YOUR INSTRUCTIONS =
Report back every line below that carries the word "impl".

GIVEN ENTRIES =
####

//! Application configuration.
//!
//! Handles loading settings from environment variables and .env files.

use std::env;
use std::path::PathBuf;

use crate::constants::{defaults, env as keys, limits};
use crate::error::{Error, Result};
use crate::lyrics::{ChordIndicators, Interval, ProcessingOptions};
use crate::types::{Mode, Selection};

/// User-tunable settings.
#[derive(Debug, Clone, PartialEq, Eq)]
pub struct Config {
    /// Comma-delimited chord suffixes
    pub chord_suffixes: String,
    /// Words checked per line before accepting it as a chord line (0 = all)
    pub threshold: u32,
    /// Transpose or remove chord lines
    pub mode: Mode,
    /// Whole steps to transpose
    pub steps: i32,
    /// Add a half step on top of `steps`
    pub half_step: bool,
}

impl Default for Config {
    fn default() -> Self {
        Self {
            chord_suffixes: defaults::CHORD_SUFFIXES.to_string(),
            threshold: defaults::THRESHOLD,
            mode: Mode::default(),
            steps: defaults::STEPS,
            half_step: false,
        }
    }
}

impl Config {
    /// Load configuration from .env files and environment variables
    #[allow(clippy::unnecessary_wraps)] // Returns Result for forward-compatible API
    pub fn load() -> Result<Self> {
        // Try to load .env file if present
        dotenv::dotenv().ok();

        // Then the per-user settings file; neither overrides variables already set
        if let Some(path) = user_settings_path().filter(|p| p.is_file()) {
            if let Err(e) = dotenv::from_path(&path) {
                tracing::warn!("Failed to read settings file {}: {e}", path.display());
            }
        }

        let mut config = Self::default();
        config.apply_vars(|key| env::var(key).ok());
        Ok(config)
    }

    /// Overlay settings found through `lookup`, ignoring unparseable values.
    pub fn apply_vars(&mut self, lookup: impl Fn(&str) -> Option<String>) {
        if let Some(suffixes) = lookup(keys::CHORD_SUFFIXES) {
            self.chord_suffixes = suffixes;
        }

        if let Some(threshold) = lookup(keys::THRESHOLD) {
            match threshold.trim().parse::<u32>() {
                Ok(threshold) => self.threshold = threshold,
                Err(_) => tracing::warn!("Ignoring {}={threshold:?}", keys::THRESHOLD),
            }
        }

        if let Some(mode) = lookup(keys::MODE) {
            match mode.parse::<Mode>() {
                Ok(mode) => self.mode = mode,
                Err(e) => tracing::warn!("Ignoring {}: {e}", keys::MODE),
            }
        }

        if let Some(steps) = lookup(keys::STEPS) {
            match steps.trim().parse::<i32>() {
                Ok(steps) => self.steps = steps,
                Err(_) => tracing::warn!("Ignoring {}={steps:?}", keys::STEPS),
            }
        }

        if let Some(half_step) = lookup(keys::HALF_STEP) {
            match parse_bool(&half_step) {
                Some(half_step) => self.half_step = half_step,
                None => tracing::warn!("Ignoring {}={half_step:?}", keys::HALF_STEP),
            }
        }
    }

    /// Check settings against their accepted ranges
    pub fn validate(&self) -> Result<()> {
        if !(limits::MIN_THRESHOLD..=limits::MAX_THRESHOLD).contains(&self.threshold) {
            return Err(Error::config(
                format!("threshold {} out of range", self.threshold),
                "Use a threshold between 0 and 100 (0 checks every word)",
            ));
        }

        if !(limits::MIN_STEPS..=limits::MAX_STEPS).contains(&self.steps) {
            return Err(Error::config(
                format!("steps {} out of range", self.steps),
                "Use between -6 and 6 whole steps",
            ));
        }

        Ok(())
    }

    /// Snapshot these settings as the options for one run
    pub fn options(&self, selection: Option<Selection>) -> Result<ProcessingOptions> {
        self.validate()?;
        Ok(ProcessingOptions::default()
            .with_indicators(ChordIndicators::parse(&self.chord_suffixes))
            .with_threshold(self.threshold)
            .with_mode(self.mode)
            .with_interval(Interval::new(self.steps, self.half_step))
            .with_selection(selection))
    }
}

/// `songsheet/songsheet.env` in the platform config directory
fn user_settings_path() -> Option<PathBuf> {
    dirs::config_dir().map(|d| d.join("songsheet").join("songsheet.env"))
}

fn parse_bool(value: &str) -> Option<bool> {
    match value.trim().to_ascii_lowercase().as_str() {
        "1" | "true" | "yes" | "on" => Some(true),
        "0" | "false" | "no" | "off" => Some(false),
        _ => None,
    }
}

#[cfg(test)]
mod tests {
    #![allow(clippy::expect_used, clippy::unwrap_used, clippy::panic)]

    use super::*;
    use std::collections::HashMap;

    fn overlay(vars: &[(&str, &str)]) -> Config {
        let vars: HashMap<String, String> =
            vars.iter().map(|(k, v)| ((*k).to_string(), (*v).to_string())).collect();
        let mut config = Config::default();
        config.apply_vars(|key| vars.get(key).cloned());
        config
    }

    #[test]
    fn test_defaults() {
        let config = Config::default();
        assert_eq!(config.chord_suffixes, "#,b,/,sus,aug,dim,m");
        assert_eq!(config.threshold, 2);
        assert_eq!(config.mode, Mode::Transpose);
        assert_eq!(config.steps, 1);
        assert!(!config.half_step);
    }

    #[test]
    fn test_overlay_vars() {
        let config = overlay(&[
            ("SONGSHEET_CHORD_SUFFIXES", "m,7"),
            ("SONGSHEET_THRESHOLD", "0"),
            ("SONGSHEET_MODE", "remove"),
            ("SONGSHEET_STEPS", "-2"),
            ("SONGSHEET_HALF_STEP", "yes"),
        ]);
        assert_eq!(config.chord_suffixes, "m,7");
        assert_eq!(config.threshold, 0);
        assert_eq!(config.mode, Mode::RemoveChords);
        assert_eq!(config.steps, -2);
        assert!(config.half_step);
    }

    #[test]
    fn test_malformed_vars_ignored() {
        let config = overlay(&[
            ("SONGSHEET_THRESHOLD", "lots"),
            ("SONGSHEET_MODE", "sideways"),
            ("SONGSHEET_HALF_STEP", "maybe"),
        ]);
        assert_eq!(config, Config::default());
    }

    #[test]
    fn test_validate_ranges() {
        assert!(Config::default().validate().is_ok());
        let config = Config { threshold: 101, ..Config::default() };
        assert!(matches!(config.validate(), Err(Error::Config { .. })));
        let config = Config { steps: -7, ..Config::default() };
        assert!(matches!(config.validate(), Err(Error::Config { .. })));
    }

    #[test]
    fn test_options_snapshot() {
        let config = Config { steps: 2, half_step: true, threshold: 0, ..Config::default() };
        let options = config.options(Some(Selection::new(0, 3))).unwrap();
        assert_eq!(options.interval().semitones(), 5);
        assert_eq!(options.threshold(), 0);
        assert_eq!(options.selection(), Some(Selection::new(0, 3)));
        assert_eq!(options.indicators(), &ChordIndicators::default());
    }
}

####

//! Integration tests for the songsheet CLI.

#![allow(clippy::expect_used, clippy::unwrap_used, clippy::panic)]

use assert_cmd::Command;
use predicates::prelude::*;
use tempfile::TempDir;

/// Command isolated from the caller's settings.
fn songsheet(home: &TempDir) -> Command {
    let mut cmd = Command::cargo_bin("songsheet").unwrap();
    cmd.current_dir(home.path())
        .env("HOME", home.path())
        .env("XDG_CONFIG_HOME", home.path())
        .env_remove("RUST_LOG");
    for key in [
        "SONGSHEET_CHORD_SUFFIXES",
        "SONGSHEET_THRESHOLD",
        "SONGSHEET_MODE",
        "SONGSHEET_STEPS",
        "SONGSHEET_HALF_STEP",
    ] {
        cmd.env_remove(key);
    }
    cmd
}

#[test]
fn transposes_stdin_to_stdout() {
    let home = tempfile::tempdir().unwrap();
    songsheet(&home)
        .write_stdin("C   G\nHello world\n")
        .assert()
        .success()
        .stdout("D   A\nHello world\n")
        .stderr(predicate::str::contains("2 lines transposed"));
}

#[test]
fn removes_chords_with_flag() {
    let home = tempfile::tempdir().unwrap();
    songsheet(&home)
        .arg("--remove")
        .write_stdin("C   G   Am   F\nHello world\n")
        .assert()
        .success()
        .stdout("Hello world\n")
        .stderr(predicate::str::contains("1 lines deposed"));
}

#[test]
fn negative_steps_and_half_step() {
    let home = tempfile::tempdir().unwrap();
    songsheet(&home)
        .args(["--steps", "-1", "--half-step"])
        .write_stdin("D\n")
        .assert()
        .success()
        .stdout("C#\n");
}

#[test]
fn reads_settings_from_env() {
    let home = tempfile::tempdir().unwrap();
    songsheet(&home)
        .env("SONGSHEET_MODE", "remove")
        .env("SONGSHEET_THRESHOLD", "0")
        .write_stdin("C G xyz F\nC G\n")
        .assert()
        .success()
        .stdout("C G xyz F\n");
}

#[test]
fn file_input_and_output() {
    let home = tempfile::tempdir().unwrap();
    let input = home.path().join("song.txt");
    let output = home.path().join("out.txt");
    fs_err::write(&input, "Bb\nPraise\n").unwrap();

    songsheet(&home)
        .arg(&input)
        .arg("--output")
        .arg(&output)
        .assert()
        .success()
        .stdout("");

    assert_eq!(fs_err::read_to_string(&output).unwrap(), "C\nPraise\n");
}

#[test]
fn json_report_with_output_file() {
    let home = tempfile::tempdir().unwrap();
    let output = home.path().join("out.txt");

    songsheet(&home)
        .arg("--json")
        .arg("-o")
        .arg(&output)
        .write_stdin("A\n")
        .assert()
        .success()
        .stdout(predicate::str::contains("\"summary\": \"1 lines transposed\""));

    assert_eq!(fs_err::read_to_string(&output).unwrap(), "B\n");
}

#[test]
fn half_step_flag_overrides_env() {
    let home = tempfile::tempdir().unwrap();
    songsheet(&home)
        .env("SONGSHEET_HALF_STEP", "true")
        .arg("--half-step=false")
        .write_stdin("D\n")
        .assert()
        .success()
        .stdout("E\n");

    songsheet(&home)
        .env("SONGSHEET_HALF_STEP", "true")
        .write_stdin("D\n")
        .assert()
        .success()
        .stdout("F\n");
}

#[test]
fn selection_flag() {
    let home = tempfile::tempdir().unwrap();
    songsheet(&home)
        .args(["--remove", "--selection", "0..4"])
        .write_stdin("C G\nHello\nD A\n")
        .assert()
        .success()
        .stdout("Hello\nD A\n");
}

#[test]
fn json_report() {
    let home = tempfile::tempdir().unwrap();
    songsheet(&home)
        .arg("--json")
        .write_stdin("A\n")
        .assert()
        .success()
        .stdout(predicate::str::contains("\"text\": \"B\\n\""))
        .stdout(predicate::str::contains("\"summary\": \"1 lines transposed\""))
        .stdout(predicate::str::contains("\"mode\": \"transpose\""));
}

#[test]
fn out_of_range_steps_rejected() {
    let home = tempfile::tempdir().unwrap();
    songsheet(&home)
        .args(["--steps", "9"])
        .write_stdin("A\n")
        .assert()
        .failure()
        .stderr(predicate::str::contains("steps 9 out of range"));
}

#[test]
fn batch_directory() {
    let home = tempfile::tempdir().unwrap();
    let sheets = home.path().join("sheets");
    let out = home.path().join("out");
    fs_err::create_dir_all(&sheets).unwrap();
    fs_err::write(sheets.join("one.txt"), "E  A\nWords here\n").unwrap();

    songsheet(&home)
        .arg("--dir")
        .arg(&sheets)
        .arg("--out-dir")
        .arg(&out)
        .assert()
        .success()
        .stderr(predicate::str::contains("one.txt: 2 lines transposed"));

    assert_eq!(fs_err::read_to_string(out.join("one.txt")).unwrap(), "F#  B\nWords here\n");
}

####

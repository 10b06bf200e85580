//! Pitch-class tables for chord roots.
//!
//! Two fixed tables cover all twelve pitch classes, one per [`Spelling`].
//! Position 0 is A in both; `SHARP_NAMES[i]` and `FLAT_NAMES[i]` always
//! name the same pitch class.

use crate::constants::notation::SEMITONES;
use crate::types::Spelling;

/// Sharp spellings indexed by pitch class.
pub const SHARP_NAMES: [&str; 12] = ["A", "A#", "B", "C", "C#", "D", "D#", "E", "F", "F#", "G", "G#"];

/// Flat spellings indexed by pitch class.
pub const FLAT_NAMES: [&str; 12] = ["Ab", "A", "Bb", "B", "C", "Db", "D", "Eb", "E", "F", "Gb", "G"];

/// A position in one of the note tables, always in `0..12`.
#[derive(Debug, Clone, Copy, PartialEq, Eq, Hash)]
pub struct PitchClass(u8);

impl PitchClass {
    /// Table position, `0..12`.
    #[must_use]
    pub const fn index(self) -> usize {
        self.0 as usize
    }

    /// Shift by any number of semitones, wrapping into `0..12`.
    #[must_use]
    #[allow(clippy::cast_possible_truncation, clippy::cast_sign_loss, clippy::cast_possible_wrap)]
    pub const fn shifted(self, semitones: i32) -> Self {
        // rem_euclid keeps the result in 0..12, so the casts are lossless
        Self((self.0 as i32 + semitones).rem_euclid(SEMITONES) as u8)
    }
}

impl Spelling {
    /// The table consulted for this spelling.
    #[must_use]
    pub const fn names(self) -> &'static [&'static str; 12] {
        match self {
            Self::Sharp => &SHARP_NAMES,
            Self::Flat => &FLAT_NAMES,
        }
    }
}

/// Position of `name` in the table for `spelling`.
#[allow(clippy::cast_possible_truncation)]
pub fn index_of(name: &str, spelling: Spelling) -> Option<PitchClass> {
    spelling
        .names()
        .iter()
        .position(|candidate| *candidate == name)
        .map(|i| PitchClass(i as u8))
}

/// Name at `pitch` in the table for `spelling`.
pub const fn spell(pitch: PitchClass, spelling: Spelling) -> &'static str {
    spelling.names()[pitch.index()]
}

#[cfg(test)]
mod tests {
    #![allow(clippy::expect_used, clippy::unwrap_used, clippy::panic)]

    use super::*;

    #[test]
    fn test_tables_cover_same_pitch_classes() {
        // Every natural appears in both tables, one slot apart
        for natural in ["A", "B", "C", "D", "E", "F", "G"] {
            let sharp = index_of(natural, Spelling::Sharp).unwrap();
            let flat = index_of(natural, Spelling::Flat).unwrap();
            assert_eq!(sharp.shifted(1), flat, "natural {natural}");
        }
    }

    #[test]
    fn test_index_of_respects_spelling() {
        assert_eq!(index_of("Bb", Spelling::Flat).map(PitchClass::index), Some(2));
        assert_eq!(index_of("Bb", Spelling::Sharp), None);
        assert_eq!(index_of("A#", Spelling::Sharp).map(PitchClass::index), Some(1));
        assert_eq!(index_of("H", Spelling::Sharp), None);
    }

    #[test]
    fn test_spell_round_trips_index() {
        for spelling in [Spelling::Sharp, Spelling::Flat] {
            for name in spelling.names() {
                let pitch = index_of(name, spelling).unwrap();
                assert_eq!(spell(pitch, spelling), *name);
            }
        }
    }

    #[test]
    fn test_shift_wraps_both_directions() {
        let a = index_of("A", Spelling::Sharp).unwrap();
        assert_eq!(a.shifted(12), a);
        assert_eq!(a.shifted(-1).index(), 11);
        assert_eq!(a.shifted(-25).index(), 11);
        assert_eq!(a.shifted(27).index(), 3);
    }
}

####

EXERCISE RESPONSE =
impl Default for Config {
impl Config {
    pub fn apply_vars(&mut self, lookup: impl Fn(&str) -> Option<String>) {
impl PitchClass {
impl Spelling {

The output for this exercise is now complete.